PF conclui que 'Sicário' morreu por suicídio sob custódia em MG

Relatório vai ser apresentado a André Mendonça; caso pode ser enviado à PGR para eventual arquivamento

Isabela Jordão

Luiz Phillipi Mourão, suposto ‘matador de aluguel’ do ex-banqueiro Daniel Vorcaro | Foto: Divulgação/Polícia Civil-MG

A Superintendência da Polícia Federal (PF) em Minas Gerais concluiu que Luiz Philipi Machado de Moraes Mourão, o “Sicário”, morreu por suicídio enquanto ele estava sob custódia da corporação. Segundo o inquérito, a morte “não foi provocada por outra pessoa ou pressão” externa.

O relatório da investigação será apresentado nesta quinta-feira, 23, ao ministro do Supremo Tribunal Federal André Mendonça, relator do caso Banco Master. Depois de receber o relatório, a tendência é que o magistrado encaminhe o material à Procuradoria-Geral da República, que deverá avaliar um possível arquivamento.

A apuração incluiu a análise de imagens que registram toda a permanência de Mourão na cela da PF, além de depoimentos de testemunhas e pessoas próximas e o exame de conversas mantidas por ele. Os investigadores também consideraram a hipótese de uso de substâncias psicotrópicas, mas mantiveram a conclusão de suicídio.

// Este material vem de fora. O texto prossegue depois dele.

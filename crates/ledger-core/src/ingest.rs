//! CSV ingestion
//!
//! Reads an uploaded ledger fully into memory as untyped string cells. Column
//! resolution and coercion happen later in [`crate::schema`].

use std::path::Path;

use csv::ReaderBuilder;

use crate::error::{LedgerError, LedgerResult};

const UTF8_BOM: &[u8] = b"\xEF\xBB\xBF";

/// A header row plus string records, exactly as uploaded
#[derive(Debug, Clone, Default, PartialEq)]
pub struct RawTable {
    pub headers: Vec<String>,
    pub records: Vec<Vec<String>>,
}

impl RawTable {
    /// Parse CSV bytes. A leading byte-order mark is tolerated and short
    /// records are padded with empty cells.
    pub fn from_csv_bytes(bytes: &[u8]) -> LedgerResult<Self> {
        let bytes = bytes.strip_prefix(UTF8_BOM).unwrap_or(bytes);

        let mut reader = ReaderBuilder::new()
            .has_headers(true)
            .flexible(true)
            .from_reader(bytes);

        let headers: Vec<String> = reader
            .headers()?
            .iter()
            .map(|h| h.to_string())
            .collect();

        if headers.iter().all(|h| h.trim().is_empty()) {
            return Err(LedgerError::Schema(
                "Ledger has no header row".to_string(),
            ));
        }

        let mut records = Vec::new();
        for result in reader.records() {
            let record = result?;
            let mut cells: Vec<String> = record.iter().map(|c| c.to_string()).collect();
            cells.resize(headers.len(), String::new());
            records.push(cells);
        }

        tracing::debug!(
            columns = headers.len(),
            records = records.len(),
            "CSV ledger read"
        );

        Ok(Self { headers, records })
    }

    /// Read a ledger file into memory once and parse it
    pub fn from_path<P: AsRef<Path>>(path: P) -> LedgerResult<Self> {
        let bytes = std::fs::read(path.as_ref())?;
        tracing::debug!(path = %path.as_ref().display(), bytes = bytes.len(), "Ledger file loaded");
        Self::from_csv_bytes(&bytes)
    }

    pub fn is_empty(&self) -> bool {
        self.records.is_empty()
    }
}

Luiz Phillipi Mourão, o Sicário, morto em 6 de março deste ano | Foto: Reprodução/Redes sociais

Apesar do encerramento do inquérito, os bens de Mourão seguem bloqueados e, segundo a avaliação da PF, não devem ser liberados, sob a justificativa de que teriam origem em atividades criminosas.

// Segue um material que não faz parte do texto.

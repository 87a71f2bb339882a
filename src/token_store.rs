//! Auth token store: the single durable bearer-token slot for an origin.
//!
//! # Storage
//!
//! Production: OS keyring entry `pushbridge/auth-token:{origin}`.
//! File mode (tests, headless hosts): `{data_dir}/auth_token.json`.
//! Memory mode: process-local, for embedding and tests.
//!
//! The token carries no expiry the client can read. The backend enforces a
//! 60 minute validity window and rejects stale tokens with 401; that is the
//! only expiry signal.
//!
//! Callers get copies of the token. The store is cheap to clone and all
//! clones share the same slot.
//!
//! All slot access is async. File I/O goes through `tokio::fs`; keyring calls
//! are blocking platform APIs and run on the blocking pool.

use keyring::Entry;
use serde::{Deserialize, Serialize};
#[cfg(unix)]
use std::os::unix::fs::PermissionsExt;
use std::path::PathBuf;
use std::sync::atomic::{AtomicU64, Ordering};
use std::sync::{Arc, Mutex};
use tokio::fs;

use crate::config::{Config, TokenStorage};
use crate::error::{PushError, PushResult};

/// Keyring service name.
const KEYRING_SERVICE: &str = "pushbridge";
/// Token file name in file mode.
const TOKEN_FILE: &str = "auth_token.json";

/// Per-process counter keeping concurrent writers off each other's temp file.
static WRITE_SEQ: AtomicU64 = AtomicU64::new(0);

/// On-disk form of the slot.
#[derive(Debug, Serialize, Deserialize)]
struct StoredToken {
    id_token: String,
}

#[derive(Debug)]
enum TokenSlot {
    File(PathBuf),
    Keyring { origin: String },
    Memory(Mutex<Option<String>>),
}

/// Durable, origin-scoped auth token slot.
#[derive(Debug, Clone)]
pub struct AuthTokenStore {
    slot: Arc<TokenSlot>,
}

impl AuthTokenStore {
    /// Token file under `dir`.
    pub fn file(dir: impl Into<PathBuf>) -> Self {
        Self {
            slot: Arc::new(TokenSlot::File(dir.into().join(TOKEN_FILE))),
        }
    }

    /// OS keyring entry scoped to `origin`.
    pub fn keyring(origin: impl Into<String>) -> Self {
        Self {
            slot: Arc::new(TokenSlot::Keyring {
                origin: origin.into(),
            }),
        }
    }

    /// Process-local slot.
    pub fn memory() -> Self {
        Self {
            slot: Arc::new(TokenSlot::Memory(Mutex::new(None))),
        }
    }

    /// Build the store the configuration asks for.
    pub fn from_config(config: &Config) -> anyhow::Result<Self> {
        Ok(match config.token_storage {
            TokenStorage::Keyring if !crate::env::should_skip_keyring() => {
                Self::keyring(config.origin())
            }
            _ => Self::file(config.data_dir()?),
        })
    }

    /// Current token, if one is cached.
    pub async fn get_cached_token(&self) -> PushResult<Option<String>> {
        match self.slot.as_ref() {
            TokenSlot::File(path) => {
                let content = match fs::read_to_string(path).await {
                    Ok(content) => content,
                    Err(e) if e.kind() == std::io::ErrorKind::NotFound => return Ok(None),
                    Err(e) => return Err(e.into()),
                };
                match serde_json::from_str::<StoredToken>(&content) {
                    Ok(stored) if !stored.id_token.is_empty() => Ok(Some(stored.id_token)),
                    Ok(_) => Ok(None),
                    Err(e) => {
                        // A corrupt slot is as good as an empty one; the next mint replaces it
                        log::warn!("[Auth] Ignoring unreadable token file {}: {e}", path.display());
                        Ok(None)
                    }
                }
            }
            TokenSlot::Keyring { origin } => {
                let entry = keyring_entry(origin)?;
                match blocking(move || entry.get_password()).await? {
                    Ok(token) if !token.is_empty() => Ok(Some(token)),
                    Ok(_) | Err(keyring::Error::NoEntry) => Ok(None),
                    Err(e) => Err(e.into()),
                }
            }
            TokenSlot::Memory(cell) => Ok(lock(cell).clone()),
        }
    }

    /// Replace the cached token.
    pub async fn set_token(&self, token: &str) -> PushResult<()> {
        match self.slot.as_ref() {
            TokenSlot::File(path) => {
                if let Some(parent) = path.parent() {
                    fs::create_dir_all(parent).await?;
                }
                let content = serde_json::to_string(&StoredToken {
                    id_token: token.to_string(),
                })?;
                // Write-then-rename so readers never see a half-written slot
                let seq = WRITE_SEQ.fetch_add(1, Ordering::Relaxed);
                let tmp = path.with_extension(format!("json.{}.{seq}.tmp", std::process::id()));
                fs::write(&tmp, content).await?;
                #[cfg(unix)]
                fs::set_permissions(&tmp, std::fs::Permissions::from_mode(0o600)).await?;
                if let Err(e) = fs::rename(&tmp, path).await {
                    let _ = fs::remove_file(&tmp).await;
                    return Err(e.into());
                }
            }
            TokenSlot::Keyring { origin } => {
                let entry = keyring_entry(origin)?;
                let token = token.to_string();
                blocking(move || entry.set_password(&token)).await??;
            }
            TokenSlot::Memory(cell) => *lock(cell) = Some(token.to_string()),
        }
        log::debug!("[Auth] Stored auth token");
        Ok(())
    }

    /// Drop the cached token. Clearing an empty slot is not an error.
    pub async fn clear_token(&self) -> PushResult<()> {
        match self.slot.as_ref() {
            TokenSlot::File(path) => match fs::remove_file(path).await {
                Ok(()) => {}
                Err(e) if e.kind() == std::io::ErrorKind::NotFound => {}
                Err(e) => return Err(e.into()),
            },
            TokenSlot::Keyring { origin } => {
                let entry = keyring_entry(origin)?;
                match blocking(move || entry.delete_credential()).await? {
                    Ok(()) | Err(keyring::Error::NoEntry) => {}
                    Err(e) => return Err(e.into()),
                }
            }
            TokenSlot::Memory(cell) => *lock(cell) = None,
        }
        Ok(())
    }
}

fn keyring_entry(origin: &str) -> PushResult<Entry> {
    Entry::new(KEYRING_SERVICE, &format!("auth-token:{origin}")).map_err(PushError::from)
}

/// Run a keyring call on the blocking pool.
async fn blocking<T, F>(f: F) -> PushResult<T>
where
    F: FnOnce() -> T + Send + 'static,
    T: Send + 'static,
{
    tokio::task::spawn_blocking(f)
        .await
        .map_err(|e| PushError::Keyring(format!("keyring task failed: {e}")))
}

fn lock(cell: &Mutex<Option<String>>) -> std::sync::MutexGuard<'_, Option<String>> {
    // The slot holds a plain value; a poisoned lock still has a usable one
    cell.lock().unwrap_or_else(std::sync::PoisonError::into_inner)
}

#[cfg(test)]
mod tests {
    use super::*;
    use tempfile::TempDir;

    #[tokio::test]
    async fn test_memory_slot_lifecycle() {
        let store = AuthTokenStore::memory();
        assert_eq!(store.get_cached_token().await.unwrap(), None);

        store.set_token("tok_1").await.unwrap();
        assert_eq!(store.get_cached_token().await.unwrap().as_deref(), Some("tok_1"));

        store.clear_token().await.unwrap();
        assert_eq!(store.get_cached_token().await.unwrap(), None);
    }

    #[tokio::test]
    async fn test_clones_share_the_slot() {
        let store = AuthTokenStore::memory();
        let other = store.clone();
        store.set_token("shared").await.unwrap();
        assert_eq!(other.get_cached_token().await.unwrap().as_deref(), Some("shared"));
    }

    #[tokio::test]
    async fn test_file_slot_survives_reload() {
        let dir = TempDir::new().unwrap();
        AuthTokenStore::file(dir.path()).set_token("tok_durable").await.unwrap();

        // A fresh store over the same directory sees the token
        let reloaded = AuthTokenStore::file(dir.path());
        assert_eq!(reloaded.get_cached_token().await.unwrap().as_deref(), Some("tok_durable"));
    }

    #[tokio::test]
    async fn test_file_slot_clear_when_empty() {
        let dir = TempDir::new().unwrap();
        let store = AuthTokenStore::file(dir.path().join("nested"));
        store.clear_token().await.unwrap();
        assert_eq!(store.get_cached_token().await.unwrap(), None);
    }

    #[tokio::test]
    async fn test_file_slot_ignores_corrupt_content() {
        let dir = TempDir::new().unwrap();
        std::fs::write(dir.path().join(TOKEN_FILE), "{not json").unwrap();
        let store = AuthTokenStore::file(dir.path());
        assert_eq!(store.get_cached_token().await.unwrap(), None);

        store.set_token("fresh").await.unwrap();
        assert_eq!(store.get_cached_token().await.unwrap().as_deref(), Some("fresh"));
    }

    #[tokio::test]
    async fn test_from_config_uses_file_slot_under_tests() {
        let dir = TempDir::new().unwrap();
        let config = Config {
            data_dir: Some(dir.path().to_path_buf()),
            token_storage: TokenStorage::Keyring,
            ..Config::default()
        };
        let store = AuthTokenStore::from_config(&config).unwrap();
        store.set_token("t").await.unwrap();
        assert!(dir.path().join(TOKEN_FILE).exists());
    }

    #[tokio::test(flavor = "multi_thread", worker_threads = 4)]
    async fn test_concurrent_file_writes_do_not_collide() {
        let dir = TempDir::new().unwrap();
        let store = AuthTokenStore::file(dir.path());

        let writers: Vec<_> = (0..16)
            .map(|i| {
                let store = store.clone();
                tokio::spawn(async move { store.set_token(&format!("tok-{i}")).await })
            })
            .collect();
        for writer in writers {
            writer.await.unwrap().unwrap();
        }

        let token = store.get_cached_token().await.unwrap().unwrap();
        assert!(token.starts_with("tok-"));
        // No temp files are left behind
        let leftovers: Vec<_> = std::fs::read_dir(dir.path())
            .unwrap()
            .map(|e| e.unwrap().file_name())
            .filter(|name| name != TOKEN_FILE)
            .collect();
        assert!(leftovers.is_empty(), "stray files: {leftovers:?}");
    }
}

A investigação sobre a morte foi aberta em março, depois de Mourão “atentar contra a própria vida enquanto se encontrava sob custódia da instituição na Superintendência Regional da PF em Minas Gerais”, de acordo com a corporação.
Sicário recebia R$ 1 milhão por mês de Vorcaro, indica a PF

Conhecido como “Sicário” por Daniel Vorcaro, dono do Banco Master, Mourão foi preso na Operação Compliance Zero, que apura um esquema bilionário de fraudes financeiras. Vorcaro também foi detido na mesma ação e é apontado como líder de uma organização criminosa estruturada em diferentes núcleos.
O empresário Daniel Vorcaro, que está preso desde março na PF em Brasília | Foto: Reprodução/X

Segundo a PF, Mourão desempenhava papel central no grupo, sendo responsável por executar ordens de monitoramento de alvos, extração ilegal de dados em sistemas sigilosos e ações de intimidação física e moral.

O relatório menciona ainda uma “dinâmica violenta evidenciada pelas conversas entre Vorcaro e Mourão” e revela que ele atuava como longa manus — expressão jurídica para designar quem age em nome de outro — nas práticas atribuídas à organização.

Os investigadores afirmam haver indícios de que Mourão recebia cerca de R$ 1 milhão por mês de Vorcaro como pagamento pelos “serviços ilícitos”.